Am Schlittenberg zurück bleiben schockierte Kinder und Erwachsene. Die Polizei sperrt den Gipfel des Bergs ab. Auch Bürgermeister Erich Schmid eilt sofort zur Unfallstelle. Er ist fassungslos: „Wir fragen uns nur immer wieder: Wie hätten wir das verhindern können? Aber es war nicht zu verhindern.“

Das bestätigt die Münchner Ärztin Dr. Nicola Fritz: „Nur ein erfahrener Arzt hätte wohl die verletzte Arterie rechtzeitig gefunden und den Blutfluss stoppen können.“ Felix hatte sich an der Bierflasche eine dicke Arterie im Oberschenkel aufgerissen. Sie ist bei Erwachsenen so dick wie ein Gartenschlauch. Wenn diese zerschnitten wird, müsste ein Arzt daneben stehen, der das Problem sofort erkennt und das pumpende Gefäß findet, das versteckt im Muskelgewebe liegt, erklärt Dr. Fritz. Auch ein Abbinden des Beines hätte Felix nicht gerettet. „Selbst wenn man das rechtzeitig macht, müsste man sehr viel Druck aufwenden, um das Bein komplett abzubinden.
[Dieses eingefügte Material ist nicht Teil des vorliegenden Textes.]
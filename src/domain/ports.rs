use crate::domain::charity::{Charity, MinorUnits};
use crate::domain::gateway::{Charge, ChargeRequest, CredentialInfo, GatewayError};
use crate::error::Result;
use async_trait::async_trait;

/// Read access to the charity registry, plus the administrative insert used
/// by seeding and operations tooling. The donation flow itself never
/// inserts; it only reads here and credits through [`CreditLedger`].
#[async_trait]
pub trait CharityStore: Send + Sync {
    async fn insert(&self, charity: Charity) -> Result<()>;
    async fn find_by_id(&self, id: u32) -> Result<Option<Charity>>;
    async fn all(&self) -> Result<Vec<Charity>>;
}

/// The single mutation path for charity totals.
///
/// `credit` must behave as if serialized per charity: a read-modify-write
/// under a per-row lock, so concurrent credits to the same charity never
/// lose updates, while credits to different charities proceed independently.
/// Returns the post-credit total. Zero amounts and unknown charities are
/// ledger errors; any storage failure mid-credit leaves the total unchanged.
#[async_trait]
pub trait CreditLedger: Send + Sync {
    async fn credit(&self, charity_id: u32, amount: MinorUnits) -> Result<MinorUnits>;
}

/// The external payment processor. Creating a charge is the only operation
/// that moves money; credential retrieval only feeds failure diagnostics.
#[async_trait]
pub trait PaymentGateway: Send + Sync {
    async fn create_charge(&self, request: ChargeRequest) -> Result<Charge, GatewayError>;
    async fn retrieve_credential(&self, token: &str) -> Result<CredentialInfo, GatewayError>;
}

pub type CharityStoreBox = Box<dyn CharityStore>;
pub type CreditLedgerBox = Box<dyn CreditLedger>;
pub type PaymentGatewayBox = Box<dyn PaymentGateway>;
Das ist fast unmöglich.“

In der Nacht auf Sonntag haben viele Menschen in Plattling nicht geschlafen. Bürgermeister Schmid: „Der Bauhof-Leiter hat mich in der Nacht um drei Uhr noch angerufen und gefragt: Hätten wir nicht doch irgendetwas tun können?“

Der Schlittenberg wurde vor Jahren extra aufgeschüttet. Von dem 18 Meter hohen Hügel hat man eine schöne Aussicht in den Bayerischen Wald. Im Sommer finden dort oft Feste statt, es gibt eine Sonnwendfeier. Erika P. (Name geändert), die neben dem Rodelberg wohnt, sah noch den Sanka mit Felix in Richtung Klinik vorbeirasen. „Ich stell’ mir nur vor, wenn das meinem Enkel passiert wäre. Es ist so furchtbar. Und die Eltern und der Bruder – um Gottes Willen, die haben ja alle einen Schock.“

„Es ist für mich unfassbar, dass ich mit Dir nie wieder lachen und Spaß haben kann“, hat ein Freund von Felix in Kinderschrift auf eine Karte geschrieben und sie am Fuß des Rodelbergs hingestellt. „Ich werde Dich sehr vermissen.“ Bei allen, die den Buben kannten, etwa den Fußballbuben des SV Pankofen, wo Felix und sein Bruder Axel spielten, herrscht Trauer.

Eigentlich hätte Samstagnacht ein Nachtrodeln am Schlittenberg stattfinden sollen – die Feuerwehr sagte es ab. Erst gestern Nachmittag wagten sich die ersten Kinder wieder auf den Berg.